A decision was recently published by the Athens Criminal Court of Appeal in which the perpetrators, in this case doctors - surgeons, following a complaint by our client - the sufferer, were convicted for the offence of exposure (in a broad sense) resulting in serious bodily harm to the latter. In particular, on the basis of Art. 306 par. 1 and 2 of the Criminal Code. Whoever exposes another person and thereby renders him helpless, as well as whoever leaves a person in his care helpless {...} shall be punished by imprisonment of at least six months; 2. If the act caused the victim a) serious bodily harm, imprisonment of at least three years shall be imposed".

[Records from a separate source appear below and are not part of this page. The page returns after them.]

//! Mutable state of one in-flight allocation.
//!
//! The accumulator tracks remaining demand, two synchronized views of the
//! still-available CPUs (socket/core-indexed and CCD-indexed), and the
//! growing result set. It also owns the ordering functions that decide
//! which free unit each allocation phase claims next.
//!
//! Every ordering function is a cascade of comparisons chained with
//! [`Ordering::then_with`] over a stable sort, so candidates that compare
//! equal on all keys keep their traversal order. Callers depend on the
//! exact slices these produce.

use {
    corepin_cpuset::CpuSet,
    corepin_topology::{CcdDetails, CpuDetails, CpuTopology},
    std::cmp::Ordering,
};

pub(crate) struct CpuAccumulator<'a> {
    topo: &'a CpuTopology,
    details: CpuDetails<'a>,
    ccd_details: CcdDetails<'a>,
    needed: usize,
    result: CpuSet,
}

impl<'a> CpuAccumulator<'a> {
    pub(crate) fn new(topo: &'a CpuTopology, available: &CpuSet, num_cpus: usize) -> Self {
        Self {
            topo,
            details: topo.details().keep_only(available),
            ccd_details: topo.ccd_details().keep_only(available),
            needed: num_cpus,
            result: CpuSet::new(),
        }
    }

    /// Moves `cpus` from the working views into the result and shrinks the
    /// remaining demand. The caller guarantees `cpus` is a subset of the
    /// current view.
    pub(crate) fn take(&mut self, cpus: &CpuSet) {
        self.result = self.result.union(cpus);
        self.details = self
            .details
            .keep_only(&self.details.cpus().difference(&self.result));
        self.ccd_details = self
            .ccd_details
            .keep_only(&self.ccd_details.cpus().difference(&self.result));
        self.needed = self.needed.saturating_sub(cpus.len());
    }

    pub(crate) fn is_satisfied(&self) -> bool {
        self.needed == 0
    }

    /// True when the remaining demand can no longer be met from the view.
    pub(crate) fn is_failed(&self) -> bool {
        self.needed > self.details.cpus().len()
    }

    /// True while at least `num_cpus` more CPUs are needed.
    pub(crate) fn needs(&self, num_cpus: usize) -> bool {
        self.needed >= num_cpus
    }

    pub(crate) fn result(&self) -> &CpuSet {
        &self.result
    }

    pub(crate) fn into_result(self) -> CpuSet {
        self.result
    }

    pub(crate) fn cpus_in_socket(&self, socket_id: usize) -> CpuSet {
        self.details.cpus_in_socket(socket_id)
    }

    pub(crate) fn cpus_in_ccd(&self, ccd_id: usize) -> CpuSet {
        self.ccd_details.cpus_in_ccd(ccd_id)
    }

    pub(crate) fn cpus_in_core(&self, core_id: usize) -> CpuSet {
        self.details.cpus_in_core(core_id)
    }

    /// True iff every topology CPU of the socket is still in the view.
    fn is_socket_free(&self, socket_id: usize) -> bool {
        self.details.cpus_in_socket(socket_id).len() == self.topo.cpus_per_socket()
    }

    /// True iff every topology CPU of the CCD is still in the view.
    fn is_ccd_free(&self, ccd_id: usize) -> bool {
        self.ccd_details.cpus_in_ccd(ccd_id).len() == self.topo.cpus_per_ccd()
    }

    /// True iff every topology CPU of the core is still in the view.
    fn is_core_free(&self, core_id: usize) -> bool {
        self.details.cpus_in_core(core_id).len() == self.topo.cpus_per_core()
    }

    /// Distinct CCDs whose CPUs in the current view sit on `socket_id`.
    fn ccds_in_socket(&self, socket_id: usize) -> CpuSet {
        self.ccd_details
            .cpus()
            .iter()
            .filter(|&cpu| {
                self.details.cpus().contains(cpu)
                    && self.topo.cpu_info(cpu).map(|info| info.socket_id) == Some(socket_id)
            })
            .filter_map(|cpu| self.topo.ccd_of(cpu))
            .collect()
    }

    /// Distinct cores whose CPUs in the current view sit on the CCD.
    fn cores_in_ccd(&self, ccd_id: usize) -> CpuSet {
        self.ccd_details
            .cpus_in_ccd(ccd_id)
            .iter()
            .filter(|&cpu| self.details.cpus().contains(cpu))
            .filter_map(|cpu| self.topo.cpu_info(cpu).map(|info| info.core_id))
            .collect()
    }

    /// The socket a CCD sits on, resolved through the full topology.
    fn socket_of_ccd(&self, ccd_id: usize) -> Option<usize> {
        self.topo
            .ccd_details()
            .cpus_in_ccd(ccd_id)
            .iter()
            .next()
            .and_then(|cpu| self.topo.cpu_info(cpu))
            .map(|info| info.socket_id)
    }

    /// The socket a core sits on, resolved through the full topology.
    fn socket_of_core(&self, core_id: usize) -> Option<usize> {
        self.topo
            .details()
            .cpus_in_core(core_id)
            .iter()
            .next()
            .and_then(|cpu| self.topo.cpu_info(cpu))
            .map(|info| info.socket_id)
    }

    /// The CCD a core sits on, `None` for topologies without CCDs.
    fn ccd_of_core(&self, core_id: usize) -> Option<usize> {
        self.topo
            .details()
            .cpus_in_core(core_id)
            .iter()
            .next()
            .and_then(|cpu| self.topo.ccd_of(cpu))
    }

    /// How many already-selected CPUs sit on the socket.
    fn socket_colocation(&self, socket_id: usize) -> usize {
        self.topo
            .details()
            .cpus_in_socket(socket_id)
            .intersection(&self.result)
            .len()
    }

    /// How many already-selected CPUs sit on the CCD.
    fn ccd_colocation(&self, ccd_id: usize) -> usize {
        self.topo
            .ccd_details()
            .cpus_in_ccd(ccd_id)
            .intersection(&self.result)
            .len()
    }

    /// Whole free cores remaining on the socket.
    fn free_core_count_in_socket(&self, socket_id: usize) -> usize {
        self.details
            .cores_in_socket(socket_id)
            .filter(|core_id| self.is_core_free(core_id))
            .len()
    }

    /// Returns free socket IDs sorted by:
    /// - socket ID, ascending.
    pub(crate) fn free_sockets(&self) -> Vec<usize> {
        self.details
            .sockets()
            .filter(|socket_id| self.is_socket_free(socket_id))
            .to_vec()
    }

    /// Returns free CCD IDs sorted by:
    /// - the number of whole free CCDs on the socket, ascending
    /// - socket ID, ascending
    /// - CCD ID, ascending.
    pub(crate) fn free_ccds(&self) -> Vec<usize> {
        let free_ccds_in_socket = |socket_id: usize| {
            self.ccds_in_socket(socket_id)
                .filter(|ccd_id| self.is_ccd_free(ccd_id))
        };

        let mut socket_ids = self.details.sockets().to_vec();
        socket_ids.sort_by(|&a, &b| {
            free_ccds_in_socket(a)
                .len()
                .cmp(&free_ccds_in_socket(b).len())
                .then_with(|| a.cmp(&b))
        });

        let mut ccd_ids = Vec::new();
        for socket_id in socket_ids {
            ccd_ids.extend(free_ccds_in_socket(socket_id).iter());
        }
        ccd_ids
    }

    /// Returns free core IDs sorted by:
    /// - CCD colocation with the result, descending
    /// - the number of whole free cores on the CCD's socket, ascending
    /// - the number of whole free cores on the CCD, ascending
    /// - socket ID, ascending
    /// - CCD ID, ascending
    /// - core ID, ascending.
    ///
    /// On a topology without CCDs the grouping level collapses to sockets
    /// and the CCD keys drop out of the comparison.
    pub(crate) fn free_cores(&self) -> Vec<usize> {
        let free_cores_of = |cores: CpuSet| cores.filter(|core_id| self.is_core_free(core_id));

        if self.topo.num_ccds() == 0 {
            let mut socket_ids = self.details.sockets().to_vec();
            socket_ids.sort_by(|&a, &b| {
                self.free_core_count_in_socket(a)
                    .cmp(&self.free_core_count_in_socket(b))
                    .then_with(|| a.cmp(&b))
            });
            return socket_ids
                .into_iter()
                .flat_map(|socket_id| {
                    free_cores_of(self.details.cores_in_socket(socket_id)).iter().collect::<Vec<_>>()
                })
                .collect();
        }

        let mut ccd_ids = self.ccd_details.ccds().to_vec();
        ccd_ids.sort_by(|&a, &b| self.compare_ccds_for_cores(a, b));

        let mut core_ids = Vec::new();
        for ccd_id in ccd_ids {
            core_ids.extend(free_cores_of(self.cores_in_ccd(ccd_id)).iter());
        }
        core_ids
    }

    fn compare_ccds_for_cores(&self, a: usize, b: usize) -> Ordering {
        let a_socket = self.socket_of_ccd(a);
        let b_socket = self.socket_of_ccd(b);
        let socket_free_cores =
            |socket: Option<usize>| socket.map_or(0, |id| self.free_core_count_in_socket(id));
        let ccd_free_cores = |ccd_id: usize| {
            self.cores_in_ccd(ccd_id)
                .filter(|core_id| self.is_core_free(core_id))
                .len()
        };

        self.ccd_colocation(b)
            .cmp(&self.ccd_colocation(a))
            .then_with(|| socket_free_cores(a_socket).cmp(&socket_free_cores(b_socket)))
            .then_with(|| ccd_free_cores(a).cmp(&ccd_free_cores(b)))
            .then_with(|| a_socket.cmp(&b_socket))
            .then_with(|| a.cmp(&b))
    }

    /// Best-fit comparison of two free cores by how well their CCD's
    /// remaining capacity covers the current demand. Tightest sufficient
    /// CCD first; among insufficient CCDs, fullest first; any sufficient
    /// CCD beats any insufficient one.
    #[allow(clippy::arithmetic_side_effects)]
    pub(crate) fn compare_core_fit(&self, a: usize, b: usize) -> Ordering {
        let fit_score = |core_id: usize| -> isize {
            let free = self
                .ccd_of_core(core_id)
                .map_or(0, |ccd_id| self.ccd_details.cpus_in_ccd(ccd_id).len());
            free as isize - self.needed as isize
        };
        compare_fit(fit_score(a), fit_score(b))
    }

    /// Returns the CPU IDs of the view sorted by the owning core:
    /// - socket colocation with the result, descending
    /// - CCD colocation with the result, descending
    /// - free CPUs on the socket, ascending
    /// - free CPUs on the CCD, ascending
    /// - free CPUs on the core, ascending
    /// - socket ID, CCD ID, core ID, ascending;
    /// each core contributing its present CPUs in ascending ID order.
    pub(crate) fn free_cpus(&self) -> Vec<usize> {
        let mut core_ids = self.details.cores().to_vec();
        core_ids.sort_by(|&a, &b| self.compare_cores_for_cpus(a, b));

        let mut cpu_ids = Vec::new();
        for core_id in core_ids {
            cpu_ids.extend(self.details.cpus_in_core(core_id).iter());
        }
        cpu_ids
    }

    fn compare_cores_for_cpus(&self, a: usize, b: usize) -> Ordering {
        let a_socket = self.socket_of_core(a);
        let b_socket = self.socket_of_core(b);
        let a_ccd = self.ccd_of_core(a);
        let b_ccd = self.ccd_of_core(b);

        let socket_colocation =
            |socket: Option<usize>| socket.map_or(0, |id| self.socket_colocation(id));
        let ccd_colocation = |ccd: Option<usize>| ccd.map_or(0, |id| self.ccd_colocation(id));
        let socket_free =
            |socket: Option<usize>| socket.map_or(0, |id| self.details.cpus_in_socket(id).len());
        let ccd_free = |ccd: Option<usize>| ccd.map_or(0, |id| self.ccd_details.cpus_in_ccd(id).len());

        socket_colocation(b_socket)
            .cmp(&socket_colocation(a_socket))
            .then_with(|| ccd_colocation(b_ccd).cmp(&ccd_colocation(a_ccd)))
            .then_with(|| socket_free(a_socket).cmp(&socket_free(b_socket)))
            .then_with(|| ccd_free(a_ccd).cmp(&ccd_free(b_ccd)))
            .then_with(|| {
                self.details
                    .cpus_in_core(a)
                    .len()
                    .cmp(&self.details.cpus_in_core(b).len())
            })
            .then_with(|| a_socket.cmp(&b_socket))
            .then_with(|| a_ccd.cmp(&b_ccd))
            .then_with(|| a.cmp(&b))
    }
}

In this particular case, as it emerged from the hearing, the victim (only 27 years old) was operated on by the defendants to remove a benign brain tumour (acoustic neuroma) of about five centimetres in size, in order to remove the pressure phenomena it was creating in the victim's brain and to remove the real risk of loss of sight, hearing or even the life of the victim. The defendants (who operated on the plaintiff through the ear, that is to say, with an incision a few centimetres behind the ear), although they did not succeed in removing the entire tumour, falsely claimed before the plaintiff and her relatives that the tumour had been completely removed. At the same time, the perpetrators instructed the victim post-operatively to have an MRI scan of the brain two years after the operation and not earlier, despite the fact that the CT scan carried out after the operation in question showed the persistence of the pressing phenomena in the brain stem. However, the MRI scan carried out two years later (in accordance with the post-operative instructions) showed the persistence of the same tumour (allegedly removed) in the brain of the victim, which, as a result of two years of pressure on her optic nerves, had caused irreparable damage to her eyes, i.e. total blindness. The removal of the risk to the life of the victim came about 2.5 years after the above surgery when, following neurosurgery, which was the appropriate procedure for tumours of that size, the neurinoma was completely removed. What is important to point out in this case is that it is not a classic case of medical negligence (i.e. a non-de lege artis medical act) but an act (and a consequence thereof) committed with possible malice on the part of the perpetrators, even if we accept that the latter (as they claimed) 'thought' that the tumour in question had been removed. In order to establish the relevant malice, we have argued various indications, among the most important of which are:
Α) The very medical status of the defendants and the "inexcusable" in their case conscious ignorance: A physician must, according to this position, take every appropriate action to verify the results of his interventions, he must remove any form of doubt with the tools given by medical science, he is not allowed, therefore, to "assume" but must "make sure" through timely and valid examinations, otherwise he accepts a risk to the lives of his patients. In order the MRI after surgery had to be done earlier, at most within six months,
B) complete disregard for the sufferer after surgery,
C) the financial self-interest of the perpetrator and the avoidance of the possibility of reimbursement of the unjust remuneration received on the assumption of the inability to remove the tumour; and
(D) avoiding damage to the doctor's ego and reputation in the event of admission of the contested failure of the operation.